そんなツナに葵は大丈夫かと心配そうに駆け寄った。



「う、うん。……って、それよりも山本!?」

「山本!大丈夫か!?」



煙で山本の姿が目視できなかったがその煙も次第に晴れていくと、徐々に辺りの景色もクリアになっていく。
そして煙の先にはリボーンが山本に銃口を向けているシーンでその場にいた全員が驚きを隠せない。

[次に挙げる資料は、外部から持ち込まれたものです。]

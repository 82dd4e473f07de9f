// Copyright 2026 The Chat Relay Project
// SPDX-License-Identifier: Apache-2.0

use super::classifier::classify_line;
use super::types::LineOutcome;

// ---------------------------------------------------------------------------
// UTF-8 carry
// ---------------------------------------------------------------------------

/// Incremental UTF-8 decoder.
///
/// A code point split across two chunks is held back until the rest of
/// its bytes arrive. Bytes that can never form valid UTF-8 decode to
/// U+FFFD rather than failing the stream.
#[derive(Debug, Default)]
pub struct Utf8Decoder {
    pending: Vec<u8>,
}

impl Utf8Decoder {
    pub fn new() -> Self {
        Self::default()
    }

    /// Decode as much of `pending + chunk` as is complete.
    pub fn decode(&mut self, chunk: &[u8]) -> String {
        let mut bytes = std::mem::take(&mut self.pending);
        bytes.extend_from_slice(chunk);

        let mut out = String::with_capacity(bytes.len());
        let mut rest: &[u8] = &bytes;
        loop {
            match std::str::from_utf8(rest) {
                Ok(valid) => {
                    out.push_str(valid);
                    break;
                }
                Err(e) => {
                    let (valid, after) = rest.split_at(e.valid_up_to());
                    // `valid_up_to` guarantees this prefix converts.
                    if let Ok(text) = std::str::from_utf8(valid) {
                        out.push_str(text);
                    }
                    match e.error_len() {
                        // Incomplete sequence at the end: wait for more bytes.
                        None => {
                            self.pending = after.to_vec();
                            break;
                        }
                        Some(len) => {
                            out.push(char::REPLACEMENT_CHARACTER);
                            rest = &after[len..];
                        }
                    }
                }
            }
        }
        out
    }

    /// Bytes of an incomplete code point still waiting for a later chunk.
    pub fn pending_len(&self) -> usize {
        self.pending.len()
    }
}

// ---------------------------------------------------------------------------
// Line buffering
// ---------------------------------------------------------------------------

/// Pure line-buffer transition: `(buffer, chunk) -> (complete_lines, new_buffer)`.
///
/// Every segment of `buffer + chunk` that is followed by a `\n` is a
/// complete line. The text after the last `\n` (possibly empty) is the new
/// buffer.
pub fn split_lines(buffer: &str, chunk: &str) -> (Vec<String>, String) {
    let mut next = buffer.to_string();
    let lines = append_chunk(&mut next, chunk);
    (lines, next)
}

/// In-place form of `split_lines`: appends `chunk` to `buffer` and returns
/// the lines it completes.
///
/// Only `chunk` is searched for newlines, so a long unterminated line
/// arriving in many small chunks costs time linear in its length.
pub fn append_chunk(buffer: &mut String, chunk: &str) -> Vec<String> {
    let Some((complete, rest)) = chunk.rsplit_once('\n') else {
        buffer.push_str(chunk);
        return Vec::new();
    };

    let mut segments = complete.split('\n');
    let mut lines = Vec::new();
    // The first segment finishes the line already held in the buffer.
    if let Some(first) = segments.next() {
        buffer.push_str(first);
        lines.push(std::mem::take(buffer));
    }
    lines.extend(segments.map(String::from));
    buffer.push_str(rest);
    lines
}

// ---------------------------------------------------------------------------
// Frame decoder
// ---------------------------------------------------------------------------

/// Byte chunks in, line outcomes out.
///
/// Holds exactly the bytes after the last newline seen so far. Dropping
/// the decoder discards that partial line; it is never flushed.
#[derive(Debug, Default)]
pub struct FrameDecoder {
    utf8: Utf8Decoder,
    buffer: String,
}

impl FrameDecoder {
    pub fn new() -> Self {
        Self::default()
    }

    /// Feed one upstream chunk and classify every line it completes.
    /// Outcomes are returned in stream order.
    pub fn feed(&mut self, chunk: &[u8]) -> Vec<LineOutcome> {
        let text = self.utf8.decode(chunk);
        if text.is_empty() {
            return Vec::new();
        }

        append_chunk(&mut self.buffer, &text)
            .iter()
            .map(|line| classify_line(line))
            .collect()
    }

    /// Feed one chunk, keeping only the text fragments.
    pub fn feed_fragments(&mut self, chunk: &[u8]) -> Vec<String> {
        self.feed(chunk)
            .into_iter()
            .filter_map(|outcome| match outcome {
                LineOutcome::Fragment(text) => Some(text),
                _ => None,
            })
            .collect()
    }

    /// The unterminated trailing line held for the next chunk.
    pub fn pending(&self) -> &str {
        &self.buffer
    }

    /// Total bytes held back: the partial line plus any split code point.
    pub fn pending_bytes(&self) -> usize {
        self.buffer.len() + self.utf8.pending_len()
    }
}
// Copyright 2026 The Chat Relay Project
// SPDX-License-Identifier: Apache-2.0

use super::types::{LineOutcome, UpstreamEvent, DATA_PREFIX, DONE_SENTINEL};

/// Classify one complete SSE line (without its terminating newline).
///
/// Unparseable payloads are ignored without logging: a single malformed
/// event must never end an otherwise healthy stream.
pub fn classify_line(line: &str) -> LineOutcome {
    let Some(rest) = line.strip_prefix(DATA_PREFIX) else {
        return LineOutcome::Ignored;
    };

    let payload = rest.trim();
    if payload == DONE_SENTINEL {
        return LineOutcome::Ignored;
    }

    match serde_json::from_str::<UpstreamEvent>(payload) {
        Ok(UpstreamEvent::ContentBlockDelta { delta }) => match delta.text {
            Some(text) if !text.is_empty() => LineOutcome::Fragment(text),
            _ => LineOutcome::Ignored,
        },
        Ok(UpstreamEvent::Error { error }) => LineOutcome::ProviderError(error),
        Ok(UpstreamEvent::Other) | Err(_) => LineOutcome::Ignored,
    }
}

「流石だな。この爆風の中、遠方からの弾丸の弾速に慣れちまった。仕上げだ」

「もしかしてあれ、死ぬ気弾じゃ……」

「…山本の死ぬ気って、何か考えられない…(自分ですら考えられない…いや、考えたくないのに)」

「死ね、山本」



リボーンの声に続き銃声が鳴り響く。
固く目を瞑ったツナは、特に何も起こってないことに疑問を覚えつつゆっくりと目を開いた。
するとそこには刀を手に持つ山本の姿があった。

どうやらリボーンの話によるとヘッドスピードが300km/hを越えるとバットが刀に変わる「打の武器」らしい。
そして変わった刀で銃弾をはじき返し、着弾しなかったため、死ぬ気になっていないという。

説明を聞いた山本は大口を開けて笑っていた。
そんな彼の姿を見て葵も安心したのか小さく笑みを零した。



「至近距離からの弾丸の速さについていけるのは、持ち手自身の能力だけどな」

「たしかにこの重いのふり回してりゃ、バッティング向上すっかもな」

「スゲーな、山本!」

「ハハハ!ありがとな、葵」



山本は嬉しそうに笑うと葵の頭をぐしゃりと撫でた。

だが、そんな山本を面白くなさそうに見ている人物が一人……獄寺だった。



「……チッ(山本のヤツ…調子に乗りやがって……!)」



悔しそうに舌打ちをすると、悔しそうな表情を浮かべながら地面の草を引っこ抜く獄寺だった。
そんな彼を見て、ツナは書ける言葉が見つからず、ただただ苦笑いを浮べるばかりだったとか。

そして、そんな特訓を続けた山本のバッティングが向上したのは言うまでも無い。